Nel suo lungo post sui social, la responsabile legale della clinica oncologica dove si curava il boss mafioso minaccia querele contro chi diffama la struttura

È un appello accorato quello lanciato dalla responsabile legale della clinica La Maddalena di Palermo, Alessia Randazzo, diretto all’ex paziente della struttura, Andrea Bonafede, alias Matteo Messina Denaro, che per circa due anni è stato curato dai medici palermitani per un tumore. Sui social, Randazzo si rivolge al boss mafioso chiamandolo con il nome che aveva usato quando frequentava l’ospedale oncologico: «Al signor Andrea Bonafede avrei da dire una sola cose: se facendoti prestare una vita che non meriti, nel cammino della malattia ti fossi specchiato in ognuno dei tuoi errori, adesso parla». Secondo Randazzo, come già aveva anticipato un oncologo della stessa struttura nelle ore successive all’arresto del boss, a Messina Denaro resterebbe poco tempo per le sue condizioni di salute. Secondo l’avvocata, Messina Denaro farebbe bene a farsi una sorta di esame di coscienza, alla luce anche dei suoi atroci crimini, come quello al 12enne Giuseppe Di Matteo, strangolato e poi sciolto nell’acido per ordine del boss dopo due anni di prigionia: «Fallo ora – scrive Randazzo – che sai che non manca molto al momento in cui quel bambino e tuti gli altri te li ritroverai davanti».

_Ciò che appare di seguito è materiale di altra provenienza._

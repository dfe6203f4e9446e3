//! Relay loop: verify the bot, start the Telegram long poll, and dispatch inbound
//! messages one at a time until shutdown.

use crate::channels::{InboundMessage, TelegramChannel};
use crate::config::Settings;
use crate::dispatch::Dispatcher;
use crate::qa::{QaBackend, QaClient};
use anyhow::{Context, Result};
use std::sync::Arc;
use tokio::sync::mpsc;

const INBOUND_QUEUE: usize = 64;

/// Run the relay. Blocks until SIGINT/SIGTERM.
/// Fails early if the bot token is rejected by getMe.
pub async fn run(mut settings: Settings) -> Result<()> {
    let telegram = Arc::new(TelegramChannel::new(
        settings.bot_token.clone(),
        Some(settings.telegram_api_base.clone()),
        settings.poll_timeout_secs,
    ));

    let me = telegram
        .get_me()
        .await
        .context("verifying bot credential with getMe")?;
    log::info!(
        "authorized on account {}",
        me.username.as_deref().unwrap_or("<no username>")
    );
    if settings.bot_username.is_none() {
        settings.bot_username = me.username;
    }

    let qa = QaClient::new(&settings.qa);
    let dispatcher = Dispatcher::new(Arc::new(settings), telegram.clone(), qa);

    let (inbound_tx, inbound_rx) = mpsc::channel::<InboundMessage>(INBOUND_QUEUE);
    let poller = telegram.clone().start_inbound(inbound_tx);

    tokio::select! {
        _ = process_inbound(&dispatcher, inbound_rx) => {
            log::warn!("inbound queue closed");
        }
        _ = shutdown_signal() => {
            log::info!("shutdown signal received, stopping telegram poll loop");
        }
    }

    telegram.stop();
    poller.abort();
    let _ = poller.await;
    log::info!("relay stopped");
    Ok(())
}

/// Handle queued messages strictly in arrival order, one at a time.
pub async fn process_inbound<B: QaBackend>(
    dispatcher: &Dispatcher<B>,
    mut inbound_rx: mpsc::Receiver<InboundMessage>,
) {
    while let Some(msg) = inbound_rx.recv().await {
        dispatcher.process(&msg).await;
    }
}

/// Completes on SIGINT or SIGTERM.
async fn shutdown_signal() {
    let ctrl_c = async {
        tokio::signal::ctrl_c()
            .await
            .expect("failed to install Ctrl+C handler");
    };

    #[cfg(unix)]
    let terminate = async {
        tokio::signal::unix::signal(tokio::signal::unix::SignalKind::terminate())
            .expect("failed to install SIGTERM handler")
            .recv()
            .await;
    };

    #[cfg(not(unix))]
    let terminate = std::future::pending::<()>();

    tokio::select! {
        _ = ctrl_c => {},
        _ = terminate => {},
    }
}
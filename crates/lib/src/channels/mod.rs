//! Telegram channel: inbound message model, the outbound [`Transport`] seam,
//! and the Bot API connector that implements it.

mod inbound;
mod telegram;
mod transport;

pub use inbound::{ChatKind, Entity, EntityKind, EntityUser, InboundMessage};
pub use telegram::{
    utf16_span_to_bytes, ChannelError, TelegramChannel, TelegramMessage, TelegramUpdate,
    TelegramUser, DEFAULT_POLL_TIMEOUT, TELEGRAM_API_BASE,
};
pub use transport::{ChatAction, ParseMode, Transport};
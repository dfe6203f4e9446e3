//! PsyAI relay library: the Telegram channel, command dispatch, the Q&A client and
//! the Markdown-to-Telegram-HTML translator used by the CLI.

pub mod channels;
pub mod config;
pub mod dispatch;
pub mod markup;
pub mod mention;
pub mod qa;
pub mod relay;
//! Inbound message from the Telegram channel, delivered to the dispatcher.
//!
//! Entity offsets and lengths are byte offsets into `text`; the channel converts
//! Telegram's UTF-16 offsets before building these.

/// Kind of chat a message arrived in.
#[derive(Debug, Clone, Copy, PartialEq, Eq)]
pub enum ChatKind {
    Private,
    Group,
    Supergroup,
    Channel,
}

impl ChatKind {
    /// Parse Telegram's `chat.type`. Unknown values are treated as private.
    pub fn from_api(s: &str) -> Self {
        match s {
            "group" => ChatKind::Group,
            "supergroup" => ChatKind::Supergroup,
            "channel" => ChatKind::Channel,
            _ => ChatKind::Private,
        }
    }

    /// True for conversations where the bot must be mentioned before it answers.
    pub fn is_group(self) -> bool {
        matches!(self, ChatKind::Group | ChatKind::Supergroup)
    }
}

/// Entity type of interest to the relay. Everything else is kept as `Other`.
#[derive(Debug, Clone, PartialEq, Eq)]
pub enum EntityKind {
    Mention,
    BotCommand,
    Other(String),
}

impl EntityKind {
    pub fn from_api(s: &str) -> Self {
        match s {
            "mention" => EntityKind::Mention,
            "bot_command" => EntityKind::BotCommand,
            other => EntityKind::Other(other.to_string()),
        }
    }
}

/// User referenced by an entity (text mentions carry one).
#[derive(Debug, Clone, PartialEq, Eq)]
pub struct EntityUser {
    pub id: i64,
    pub username: Option<String>,
}

/// Annotation over `text[offset..offset + length]`.
#[derive(Debug, Clone, PartialEq, Eq)]
pub struct Entity {
    pub kind: EntityKind,
    pub offset: usize,
    pub length: usize,
    pub user: Option<EntityUser>,
}

impl Entity {
    pub fn new(kind: EntityKind, offset: usize, length: usize) -> Self {
        Self {
            kind,
            offset,
            length,
            user: None,
        }
    }

    pub fn mention(offset: usize, length: usize) -> Self {
        Self::new(EntityKind::Mention, offset, length)
    }

    pub fn is_mention(&self) -> bool {
        self.kind == EntityKind::Mention
    }

    /// Covered substring, or None when the span is out of range or splits a character.
    pub fn slice<'a>(&self, text: &'a str) -> Option<&'a str> {
        let end = self.offset.checked_add(self.length)?;
        text.get(self.offset..end)
    }
}

/// A text message as seen by the dispatcher. Immutable once received.
#[derive(Debug, Clone)]
pub struct InboundMessage {
    pub chat_id: i64,
    pub message_id: i64,
    pub chat_kind: ChatKind,
    pub text: String,
    pub entities: Vec<Entity>,
}

impl InboundMessage {
    /// The leading `bot_command` entity, if the message starts with one.
    fn command_entity(&self) -> Option<&Entity> {
        self.entities
            .first()
            .filter(|e| e.kind == EntityKind::BotCommand && e.offset == 0)
    }

    /// Command name without the leading `/` or an `@botname` suffix.
    pub fn command(&self) -> Option<&str> {
        let raw = self.command_entity()?.slice(&self.text)?;
        let name = raw.strip_prefix('/').unwrap_or(raw);
        Some(name.split('@').next().unwrap_or(name))
    }

    /// Text after the command, with the single separating character dropped.
    /// Empty when the message is not a command.
    pub fn command_arguments(&self) -> &str {
        let Some(entity) = self.command_entity() else {
            return "";
        };
        let Some(rest) = self.text.get(entity.length..) else {
            return "";
        };
        let mut chars = rest.chars();
        chars.next();
        chars.as_str()
    }
}
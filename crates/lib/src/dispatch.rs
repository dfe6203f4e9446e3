//! Command dispatch: classify one inbound message and run exactly one behavior.
//!
//! `/start` sends the configured greeting, `/info <arg>` echoes the argument as HTML,
//! and anything else is forwarded to the Q&A backend; the translated answer replaces a
//! "thinking" placeholder in place.

use crate::channels::{ChannelError, ChatAction, InboundMessage, ParseMode, Transport};
use crate::config::Settings;
use crate::markup::MarkupTranslator;
use crate::mention::{strip_first_mention, BoundsError};
use crate::qa::{QaBackend, QaError};
use serde_json::{Map, Value};
use std::sync::Arc;

/// Key of the answer text in the Q&A response object.
pub const ANSWER_FIELD: &str = "assistant";

/// Per-message failure. Logged by [`Dispatcher::process`]; nothing is retried.
#[derive(Debug, thiserror::Error)]
pub enum RelayError {
    #[error(transparent)]
    Transport(#[from] ChannelError),
    #[error(transparent)]
    Remote(#[from] QaError),
    #[error("unexpected API response format: {0}")]
    ResponseFormat(String),
    #[error(transparent)]
    Bounds(#[from] BoundsError),
}

/// Which behavior a message triggers.
#[derive(Debug, Clone, PartialEq, Eq)]
pub enum Route {
    Greeting,
    Lookup { argument: String },
    Ask { question: String },
}

impl Route {
    /// Pure classification: `start` and `info` are commands, everything else is a question.
    pub fn classify(msg: &InboundMessage) -> Self {
        match msg.command() {
            Some("start") => Route::Greeting,
            Some("info") => Route::Lookup {
                argument: msg.command_arguments().to_string(),
            },
            _ => Route::Ask {
                question: msg.text.clone(),
            },
        }
    }
}

/// What a successfully handled message led to.
#[derive(Debug, Clone, Copy, PartialEq, Eq)]
pub enum Outcome {
    Greeted,
    LookedUp,
    Answered,
    /// Group message that did not mention the bot; nothing was sent.
    Ignored,
}

/// True if a mention entity names `@username` (case-insensitive), by text or attached user.
pub fn mentions_bot(msg: &InboundMessage, username: &str) -> bool {
    msg.entities.iter().filter(|e| e.is_mention()).any(|e| {
        let by_text = e
            .slice(&msg.text)
            .and_then(|s| s.strip_prefix('@'))
            .is_some_and(|name| name.eq_ignore_ascii_case(username));
        let by_user = e
            .user
            .as_ref()
            .and_then(|u| u.username.as_deref())
            .is_some_and(|name| name.eq_ignore_ascii_case(username));
        by_text || by_user
    })
}

/// The `assistant` string of a Q&A response.
pub fn extract_answer(response: &Map<String, Value>) -> Result<&str, RelayError> {
    match response.get(ANSWER_FIELD) {
        Some(Value::String(answer)) => Ok(answer),
        Some(_) => Err(RelayError::ResponseFormat(format!(
            "field \"{}\" is not a string",
            ANSWER_FIELD
        ))),
        None => Err(RelayError::ResponseFormat(format!(
            "missing field \"{}\"",
            ANSWER_FIELD
        ))),
    }
}

/// Routes messages to the greeting, lookup and question-answering behaviors.
pub struct Dispatcher<B: QaBackend> {
    settings: Arc<Settings>,
    transport: Arc<dyn Transport>,
    backend: B,
    translator: &'static MarkupTranslator,
}

impl<B: QaBackend> Dispatcher<B> {
    pub fn new(settings: Arc<Settings>, transport: Arc<dyn Transport>, backend: B) -> Self {
        Self {
            settings,
            transport,
            backend,
            translator: MarkupTranslator::shared(),
        }
    }

    /// Handle one message and log any failure with the command that caused it.
    pub async fn process(&self, msg: &InboundMessage) {
        if let Err(e) = self.handle(msg).await {
            log::warn!(
                "error handling command '{}': {}",
                msg.command().unwrap_or(""),
                e
            );
        }
    }

    /// Handle one message; errors are returned to the caller.
    pub async fn handle(&self, msg: &InboundMessage) -> Result<Outcome, RelayError> {
        let route = Route::classify(msg);
        log::debug!("dispatch: chat {} -> {:?}", msg.chat_id, route);
        match route {
            Route::Greeting => self.greet(msg).await,
            Route::Lookup { argument } => self.lookup(msg, &argument).await,
            Route::Ask { question } => self.ask(msg, &question).await,
        }
    }

    async fn greet(&self, msg: &InboundMessage) -> Result<Outcome, RelayError> {
        self.transport
            .send_message(
                msg.chat_id,
                &self.settings.greeting,
                Some(ParseMode::Markdown),
                None,
            )
            .await?;
        Ok(Outcome::Greeted)
    }

    /// The argument is the reply body; no lookup source exists yet.
    async fn lookup(&self, msg: &InboundMessage, argument: &str) -> Result<Outcome, RelayError> {
        log::info!("info: {}", argument);
        self.transport
            .send_message(msg.chat_id, argument, Some(ParseMode::Html), None)
            .await?;
        Ok(Outcome::LookedUp)
    }

    async fn ask(&self, msg: &InboundMessage, question: &str) -> Result<Outcome, RelayError> {
        if msg.chat_kind.is_group() && !mentions_bot(msg, self.settings.bot_username()) {
            log::debug!("dispatch: group chat {} without bot mention, ignoring", msg.chat_id);
            return Ok(Outcome::Ignored);
        }

        if let Err(e) = self
            .transport
            .send_chat_action(msg.chat_id, ChatAction::Typing)
            .await
        {
            log::debug!("typing indicator failed: {}", e);
        }

        let placeholder_id = self
            .transport
            .send_message(
                msg.chat_id,
                &self.settings.thinking_text,
                None,
                Some(msg.message_id),
            )
            .await?;

        let question = strip_first_mention(question, &msg.entities)?;
        let response = self.backend.ask(&question).await?;
        let answer = self.translator.translate(extract_answer(&response)?);

        self.transport
            .edit_message_text(msg.chat_id, placeholder_id, &answer, Some(ParseMode::Html))
            .await?;
        Ok(Outcome::Answered)
    }
}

Contro la clinica «giacimenti di cattiveria liquida»

A chi invece ha sollevato dubbi e sospetti sul personale della clinica e su quanto fossero davvero ignari che quel paziente altri non fosse se non il boss mafioso, l’avvocata Randazzo risponde: «La volgarità, l’insinuazione, l’illazione sono state le scorciatoie più imboccate in queste ore, quando invece le responsabilità e le risposte sono scritte tutte nella cartella clinica della Repubblica italiana. Per la quale, mi pare evidente, non c’è schema di terapia che possa condurre a guarigione». I responsabili della clinica finora hanno collaborato con i carabinieri del Ros, consegnando la documentazione relativa al paziente Andrea Buonafede. Nessuno del personale è stato indagato, per quanto i momenti di polemica non sono mancati. Come per esempio quando è stato diffuso un selfie di un chirurgo con il boss fatto all’interno della struttura, tempo prima dell’arresto. Nonostante tutto, ricorda l’avvocata, sulla struttura sono piovuti «giacimenti di cattiveria liquida – da parte degli – elefanti dei giudizi sommari, ignari di come si sta al mondo».